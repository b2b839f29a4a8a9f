//! Tag whitelist pass over generated post markup.
//!
//! The markup is tokenized into tags and text, rewritten by the rules below and
//! serialized back in canonical form, so running the pass twice changes nothing.

use std::sync::LazyLock;

use regex::Regex;

static TAG_RE: LazyLock<Regex> = LazyLock::new(|| {
    Regex::new(r#"<(/?)([A-Za-z][A-Za-z0-9]*)((?:[^>"']|"[^"]*"|'[^']*')*)>"#)
        .expect("tag pattern")
});

static ATTR_RE: LazyLock<Regex> = LazyLock::new(|| {
    Regex::new(r#"([A-Za-z_:][-A-Za-z0-9_:.]*)(?:\s*=\s*(?:"([^"]*)"|'([^']*)'|([^\s"'=<>`]+)))?"#)
        .expect("attribute pattern")
});

static COMMENT_RE: LazyLock<Regex> =
    LazyLock::new(|| Regex::new(r"(?s)<!--.*?-->").expect("comment pattern"));

static WHITESPACE_RE: LazyLock<Regex> =
    LazyLock::new(|| Regex::new(r"\s+").expect("whitespace pattern"));

/// Block containers rewritten to another tag.
const RENAMED_TAGS: &[(&str, &str)] = &[("div", "p")];

/// Inline containers dropped while their content is kept.
const UNWRAPPED_TAGS: &[&str] = &["span"];

/// Elements removed when they hold nothing but whitespace.
const PRUNED_WHEN_EMPTY: &[&str] = &["p", "strong", "em"];

/// Attributes that survive, per tag. Everything else is dropped.
const ALLOWED_ATTRIBUTES: &[(&str, &[&str])] = &[
    ("a", &["href", "title"]),
    ("img", &["src", "alt"]),
];

const VOID_TAGS: &[&str] = &["br", "hr", "img"];

#[derive(Debug, Clone, PartialEq, Eq)]
enum Token {
    Text(String),
    Open {
        name: String,
        attrs: Vec<(String, Option<String>)>,
    },
    Close(String),
}

pub fn sanitize_html(content: &str) -> String {
    if content.trim().is_empty() {
        return String::new();
    }

    let content = COMMENT_RE.replace_all(content, "");
    let mut tokens: Vec<Token> = tokenize(&content)
        .into_iter()
        .filter_map(rewrite)
        .collect();

    loop {
        let before = tokens.len();
        tokens = merge_text(tokens);
        tokens = prune_empty(tokens);
        if tokens.len() == before {
            break;
        }
    }

    trim_edges(&mut tokens);
    serialize(&tokens)
}

fn tokenize(content: &str) -> Vec<Token> {
    let mut tokens = Vec::new();
    let mut last = 0;

    for cap in TAG_RE.captures_iter(content) {
        let Some(whole) = cap.get(0) else {
            continue;
        };
        if whole.start() > last {
            tokens.push(Token::Text(content[last..whole.start()].to_string()));
        }
        last = whole.end();

        let name = cap[2].to_ascii_lowercase();
        if &cap[1] == "/" {
            tokens.push(Token::Close(name));
        } else {
            let attrs = ATTR_RE
                .captures_iter(cap.get(3).map_or("", |m| m.as_str()))
                .map(|a| {
                    let value = a
                        .get(2)
                        .or_else(|| a.get(3))
                        .or_else(|| a.get(4))
                        .map(|v| v.as_str().to_string());
                    (a[1].to_ascii_lowercase(), value)
                })
                .collect();
            tokens.push(Token::Open { name, attrs });
        }
    }

    if last < content.len() {
        tokens.push(Token::Text(content[last..].to_string()));
    }
    tokens
}

fn rewrite(token: Token) -> Option<Token> {
    match token {
        Token::Text(text) => Some(Token::Text(WHITESPACE_RE.replace_all(&text, " ").into_owned())),
        Token::Open { name, attrs } => {
            let name = renamed(name);
            if UNWRAPPED_TAGS.contains(&name.as_str()) {
                return None;
            }
            let allowed = ALLOWED_ATTRIBUTES
                .iter()
                .find(|(tag, _)| *tag == name)
                .map_or(&[][..], |(_, attrs)| *attrs);
            let attrs = attrs
                .into_iter()
                .filter(|(attr, _)| allowed.contains(&attr.as_str()))
                .collect();
            Some(Token::Open { name, attrs })
        }
        Token::Close(name) => {
            let name = renamed(name);
            if UNWRAPPED_TAGS.contains(&name.as_str()) || VOID_TAGS.contains(&name.as_str()) {
                return None;
            }
            Some(Token::Close(name))
        }
    }
}

fn renamed(name: String) -> String {
    RENAMED_TAGS
        .iter()
        .find(|(from, _)| *from == name)
        .map_or(name, |(_, to)| to.to_string())
}

fn merge_text(tokens: Vec<Token>) -> Vec<Token> {
    let mut merged: Vec<Token> = Vec::with_capacity(tokens.len());
    for token in tokens {
        if let Token::Text(next) = &token {
            if next.is_empty() {
                continue;
            }
            if let Some(Token::Text(prev)) = merged.last_mut() {
                prev.push_str(next);
                let collapsed = WHITESPACE_RE.replace_all(prev, " ").into_owned();
                *prev = collapsed;
                continue;
            }
        }
        merged.push(token);
    }
    merged
}

fn prune_empty(tokens: Vec<Token>) -> Vec<Token> {
    let mut out: Vec<Token> = Vec::with_capacity(tokens.len());
    let mut i = 0;
    while i < tokens.len() {
        if let Token::Open { name, .. } = &tokens[i] {
            if PRUNED_WHEN_EMPTY.contains(&name.as_str()) {
                let mut j = i + 1;
                if matches!(tokens.get(j), Some(Token::Text(t)) if t.trim().is_empty()) {
                    j += 1;
                }
                if matches!(tokens.get(j), Some(Token::Close(close)) if close == name) {
                    i = j + 1;
                    continue;
                }
            }
        }
        out.push(tokens[i].clone());
        i += 1;
    }
    out
}

fn trim_edges(tokens: &mut Vec<Token>) {
    if let Some(Token::Text(first)) = tokens.first_mut() {
        *first = first.trim_start().to_string();
    }
    if let Some(Token::Text(last)) = tokens.last_mut() {
        *last = last.trim_end().to_string();
    }
    tokens.retain(|t| !matches!(t, Token::Text(text) if text.is_empty()));
}

fn serialize(tokens: &[Token]) -> String {
    let mut out = String::new();
    for token in tokens {
        match token {
            // Angle brackets left in text must not read as tags on the next pass
            Token::Text(text) => out.push_str(&text.replace('<', "&lt;").replace('>', "&gt;")),
            Token::Open { name, attrs } => {
                out.push('<');
                out.push_str(name);
                for (attr, value) in attrs {
                    out.push(' ');
                    out.push_str(attr);
                    if let Some(value) = value {
                        out.push_str("=\"");
                        out.push_str(&value.replace('"', "&quot;"));
                        out.push('"');
                    }
                }
                out.push('>');
            }
            Token::Close(name) => {
                out.push_str("</");
                out.push_str(name);
                out.push('>');
            }
        }
    }
    out
}

#[cfg(test)]
mod tests {
    use super::*;

    #[test]
    fn strips_presentational_attributes() {
        let html = r#"<p style="color:red" class="lead" id="x">안녕하세요</p><h2 class='t'>제목</h2>"#;
        assert_eq!(sanitize_html(html), "<p>안녕하세요</p><h2>제목</h2>");
    }

    #[test]
    fn rewrites_div_and_unwraps_span() {
        let html = r#"<div class="box"><span style="x">황토</span>집</div>"#;
        assert_eq!(sanitize_html(html), "<p>황토집</p>");
    }

    #[test]
    fn removes_nested_empty_elements() {
        let html = "<p>one</p>\n<p> <strong>  </strong> </p>\n\n<em></em><p>two</p>";
        assert_eq!(sanitize_html(html), "<p>one</p> <p>two</p>");
    }

    #[test]
    fn keeps_whitelisted_attributes() {
        let html = r#"<a href="/x" onclick="evil()">link</a><img src='a.jpg' alt="집" width="10"/>"#;
        assert_eq!(sanitize_html(html), r#"<a href="/x">link</a><img src="a.jpg" alt="집">"#);
    }

    #[test]
    fn collapses_whitespace_and_trims() {
        assert_eq!(sanitize_html("  <p>a \n\t b</p>\n\n  "), "<p>a b</p>");
        assert_eq!(sanitize_html(" \n "), "");
    }

    #[test]
    fn escapes_brackets_left_in_text() {
        assert_eq!(sanitize_html("<<span></span>p> </p>"), "&lt;p&gt; </p>");
        assert_eq!(sanitize_html("3 < 5 > 4"), "3 &lt; 5 &gt; 4");
        assert_eq!(sanitize_html("<!-- hidden --><p>본문</p>"), "<p>본문</p>");
    }

    #[test]
    fn is_idempotent() {
        let samples = [
            r#"<div style="a"><span>x</span></div><p>  </p><strong> </strong>tail"#,
            "<P CLASS=\"c\">Upper</P><ul><li>하나</li><li>둘</li></ul>",
            "text < 3 and <br/> line <em>e</em>",
            r#"<a title='say "hi"' href=x>q</a>"#,
            "<p><strong></strong></p><p><em> </em></p>",
            "<!-- note --><h3>제목</h3>   <p>본문</p>",
            "<<span></span>p> </p>",
            "a <<span>x</span>/p> b",
        ];
        for sample in samples {
            let once = sanitize_html(sample);
            assert_eq!(sanitize_html(&once), once, "not idempotent for {sample:?}");
        }
    }
}
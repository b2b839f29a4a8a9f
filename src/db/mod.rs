mod repository;
mod schema;
mod seed;

pub use repository::Repository;
pub use seed::STARTER_TOPICS;
mod agent;
mod catalog;
mod image;
mod post;
mod topic;

pub use agent::{AgentConfig, ScheduleTime};
pub use catalog::{GalleryImage, NewGalleryImage, NewProduct, Product};
pub use image::{ImageCandidate, ImageSuggestion, UploadedImage, UploadedMedia};
pub use post::{NewPost, Post, PostUpdate};
pub use topic::{NewTopic, Topic, TopicStats};
use axum::{extract::State, response::IntoResponse, Json};
use serde::Deserialize;

use crate::agent::Trigger;
use crate::error::Result;
use crate::server::guards::{RequireAdminKey, RequireCronSecret};
use crate::server::respond::ok;
use crate::server::router::AppState;

#[derive(Debug, Deserialize)]
pub struct UpdateAgent {
    #[serde(default)]
    pub is_enabled: Option<bool>,
    #[serde(default)]
    pub schedule_time: Option<String>,
}

pub async fn cron_generate(
    _cron: RequireCronSecret,
    State(state): State<AppState>,
) -> impl IntoResponse {
    ok(state.app.scheduler.run_now(Trigger::External).await)
}

pub async fn generate_now(
    _admin: RequireAdminKey,
    State(state): State<AppState>,
) -> impl IntoResponse {
    ok(state.app.scheduler.run_now(Trigger::Manual).await)
}

pub async fn status(
    _admin: RequireAdminKey,
    State(state): State<AppState>,
) -> Result<impl IntoResponse> {
    Ok(ok(state.app.scheduler.status().await?))
}

pub async fn update(
    _admin: RequireAdminKey,
    State(state): State<AppState>,
    Json(body): Json<UpdateAgent>,
) -> Result<impl IntoResponse> {
    let scheduler = &state.app.scheduler;
    scheduler
        .update_config(body.is_enabled, body.schedule_time.as_deref())
        .await?;
    Ok(ok(scheduler.status().await?))
}
use axum::{
    http::StatusCode,
    response::{IntoResponse, Response},
    Json,
};
use serde::Serialize;
use serde_json::json;

use crate::error::AppError;

/// `{ "success": true, "data": ... }`
pub fn ok<T: Serialize>(data: T) -> Json<serde_json::Value> {
    Json(json!({ "success": true, "data": data }))
}

impl IntoResponse for AppError {
    fn into_response(self) -> Response {
        let status = match &self {
            AppError::NotFound(_) => StatusCode::NOT_FOUND,
            AppError::BadRequest(_) => StatusCode::BAD_REQUEST,
            _ => StatusCode::INTERNAL_SERVER_ERROR,
        };
        if status.is_server_error() {
            tracing::error!("Request failed: {}", self);
        }
        (
            status,
            Json(json!({ "success": false, "error": self.to_string() })),
        )
            .into_response()
    }
}
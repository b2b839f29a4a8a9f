mod blog;
mod catalog;
mod image_search;
mod media;

pub use blog::BlogService;
pub use catalog::CatalogService;
#[cfg(test)]
pub use image_search::ImageProvider;
pub use image_search::ImageSearch;
pub use media::{CloudinaryHost, MediaHost};
use std::sync::Arc;
use std::time::Instant;

use axum::{
    extract::Request,
    http::{HeaderName, HeaderValue, StatusCode},
    middleware::{self, Next},
    response::Response,
    routing::{delete, get, post},
    Router,
};
use tracing::{error, info, warn};
use uuid::Uuid;

use super::routes::{agent, catalog, posts, topics};
use crate::app::App;

const MAX_REQUEST_ID_LEN: usize = 128;
const X_REQUEST_ID: HeaderName = HeaderName::from_static("x-request-id");

#[derive(Clone)]
pub struct AppState {
    pub app: Arc<App>,
}

impl AppState {
    pub fn new(app: Arc<App>) -> Self {
        Self { app }
    }
}

async fn not_found_handler() -> StatusCode {
    StatusCode::NOT_FOUND
}

/// One log line per request, tagged with a request id that is echoed back to the client.
async fn access_log(req: Request, next: Next) -> Response {
    let method = req.method().clone();
    let path = req.uri().path().to_string();
    let request_id = req
        .headers()
        .get(X_REQUEST_ID)
        .and_then(|v| v.to_str().ok())
        .filter(|v| !v.is_empty() && v.len() <= MAX_REQUEST_ID_LEN)
        .map(str::to_string)
        .unwrap_or_else(|| Uuid::new_v4().simple().to_string());

    let start = Instant::now();
    let mut resp = next.run(req).await;
    let elapsed_ms = start.elapsed().as_millis() as u64;

    if let Ok(value) = HeaderValue::from_str(&request_id) {
        resp.headers_mut().insert(X_REQUEST_ID, value);
    }

    let status = resp.status().as_u16();
    match status {
        500.. => error!(%method, %path, status, elapsed_ms, %request_id, "request failed"),
        400..=499 => warn!(%method, %path, status, elapsed_ms, %request_id, "request rejected"),
        _ => info!(%method, %path, status, elapsed_ms, %request_id, "request served"),
    }
    resp
}

pub fn router(state: AppState) -> Router {
    // Writes on these paths are gated per handler by `RequireAdminKey`.
    let site = Router::new()
        .route("/api/images", get(catalog::list_images).post(catalog::add_image))
        .route("/api/images/{media_id}", delete(catalog::delete_image))
        .route("/api/products", get(catalog::list_products).post(catalog::add_product))
        .route("/api/products/{id}", delete(catalog::delete_product))
        .route("/api/posts", get(posts::list_published).post(posts::create_post))
        .route(
            "/api/posts/{id}",
            get(posts::view_post)
                .put(posts::update_post)
                .delete(posts::delete_post),
        )
        .route("/api/cron/generate", post(agent::cron_generate));

    let admin = Router::new()
        .route("/api/admin/posts", get(posts::list_all))
        .route("/api/admin/topics", get(topics::list_topics).post(topics::add_topic))
        .route("/api/admin/topics/import", post(topics::import_topics))
        .route("/api/admin/topics/reset", post(topics::reset_topics))
        .route("/api/admin/topics/{id}", delete(topics::delete_topic))
        .route("/api/admin/generate", post(agent::generate_now))
        .route("/api/admin/agent", get(agent::status).put(agent::update));

    Router::new()
        .merge(site)
        .merge(admin)
        .fallback(not_found_handler)
        .with_state(state)
        .layer(middleware::from_fn(access_log))
}
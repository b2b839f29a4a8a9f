//! In-process stand-ins for the external services, shared by unit tests.

use std::collections::VecDeque;
use std::sync::atomic::{AtomicUsize, Ordering};
use std::sync::{Arc, Mutex};

use async_trait::async_trait;

use crate::ai::TextModel;
use crate::error::{AppError, Result};
use crate::models::{ImageCandidate, UploadedMedia};
use crate::services::{ImageProvider, MediaHost};

pub struct FakeTextModel {
    replies: Mutex<VecDeque<String>>,
    prompts: Mutex<Vec<String>>,
}

impl FakeTextModel {
    /// Answers with `replies` in order, then fails.
    pub fn replying(replies: Vec<&str>) -> Self {
        Self {
            replies: Mutex::new(replies.into_iter().map(str::to_string).collect()),
            prompts: Mutex::new(Vec::new()),
        }
    }

    pub fn failing() -> Self {
        Self::replying(Vec::new())
    }

    pub fn prompts(&self) -> Vec<String> {
        self.prompts.lock().unwrap().clone()
    }
}

#[async_trait]
impl TextModel for FakeTextModel {
    async fn complete(&self, prompt: &str) -> Result<String> {
        self.prompts.lock().unwrap().push(prompt.to_string());
        self.replies
            .lock()
            .unwrap()
            .pop_front()
            .ok_or_else(|| AppError::GeminiApi("no scripted reply".to_string()))
    }

    fn model_version(&self) -> &str {
        "fake-model"
    }
}

pub struct FakeImageProvider {
    name: String,
    hits: Option<usize>,
    calls: Arc<AtomicUsize>,
}

impl FakeImageProvider {
    pub fn with_hits(name: &str, hits: usize) -> Self {
        Self {
            name: name.to_string(),
            hits: Some(hits),
            calls: Arc::new(AtomicUsize::new(0)),
        }
    }

    pub fn empty(name: &str) -> Self {
        Self::with_hits(name, 0)
    }

    pub fn failing(name: &str) -> Self {
        Self {
            hits: None,
            ..Self::empty(name)
        }
    }

    pub fn calls(&self) -> Arc<AtomicUsize> {
        self.calls.clone()
    }
}

#[async_trait]
impl ImageProvider for FakeImageProvider {
    fn name(&self) -> &str {
        &self.name
    }

    async fn search(&self, keyword: &str, count: usize) -> Result<Vec<ImageCandidate>> {
        self.calls.fetch_add(1, Ordering::SeqCst);
        let hits = self
            .hits
            .ok_or_else(|| AppError::ImageSearch(format!("{} is down", self.name)))?;

        Ok((0..hits.min(count))
            .map(|i| ImageCandidate {
                url: format!("https://images.test/{}/{}/{}.jpg", self.name, keyword, i),
                description: keyword.to_string(),
                photographer: "Tester".to_string(),
                source: self.name.clone(),
            })
            .collect())
    }
}

/// Hosts images under `https://media.test/<id>.jpg`.
#[derive(Default)]
pub struct FakeMediaHost {
    fail_uploads: bool,
    fail_destroys: bool,
    uploads: Mutex<Vec<String>>,
    destroyed: Mutex<Vec<String>>,
}

impl FakeMediaHost {
    pub fn new() -> Self {
        Self::default()
    }

    pub fn failing_uploads() -> Self {
        Self {
            fail_uploads: true,
            ..Self::default()
        }
    }

    pub fn failing_destroys() -> Self {
        Self {
            fail_destroys: true,
            ..Self::default()
        }
    }

    pub fn uploads(&self) -> Vec<String> {
        self.uploads.lock().unwrap().clone()
    }

    /// Every id `destroy` was called with, failed attempts included.
    pub fn destroyed(&self) -> Vec<String> {
        self.destroyed.lock().unwrap().clone()
    }
}

#[async_trait]
impl MediaHost for FakeMediaHost {
    async fn upload(&self, url: &str) -> Result<UploadedMedia> {
        if self.fail_uploads {
            return Err(AppError::MediaHost("upload rejected".to_string()));
        }
        let mut uploads = self.uploads.lock().unwrap();
        uploads.push(url.to_string());
        let media_id = format!("m{}", uploads.len());
        Ok(UploadedMedia {
            url: format!("https://media.test/{}.jpg", media_id),
            media_id,
            width: 1200,
            height: 800,
        })
    }

    async fn destroy(&self, media_id: &str) -> Result<()> {
        self.destroyed.lock().unwrap().push(media_id.to_string());
        if self.fail_destroys {
            return Err(AppError::MediaHost(format!("cannot destroy {}", media_id)));
        }
        Ok(())
    }

    fn media_ids_in(&self, markup: &str) -> Vec<String> {
        markup
            .match_indices("https://media.test/")
            .filter_map(|(at, prefix)| {
                let rest = &markup[at + prefix.len()..];
                let id: String = rest
                    .chars()
                    .take_while(|c| c.is_ascii_alphanumeric() || *c == '-' || *c == '_')
                    .collect();
                (!id.is_empty()).then_some(id)
            })
            .collect()
    }
}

· · · · ·

> **Aim of the task**:
Across the data above, how many lines include the word "count"? Give only the number.

> **Exercise result**:
2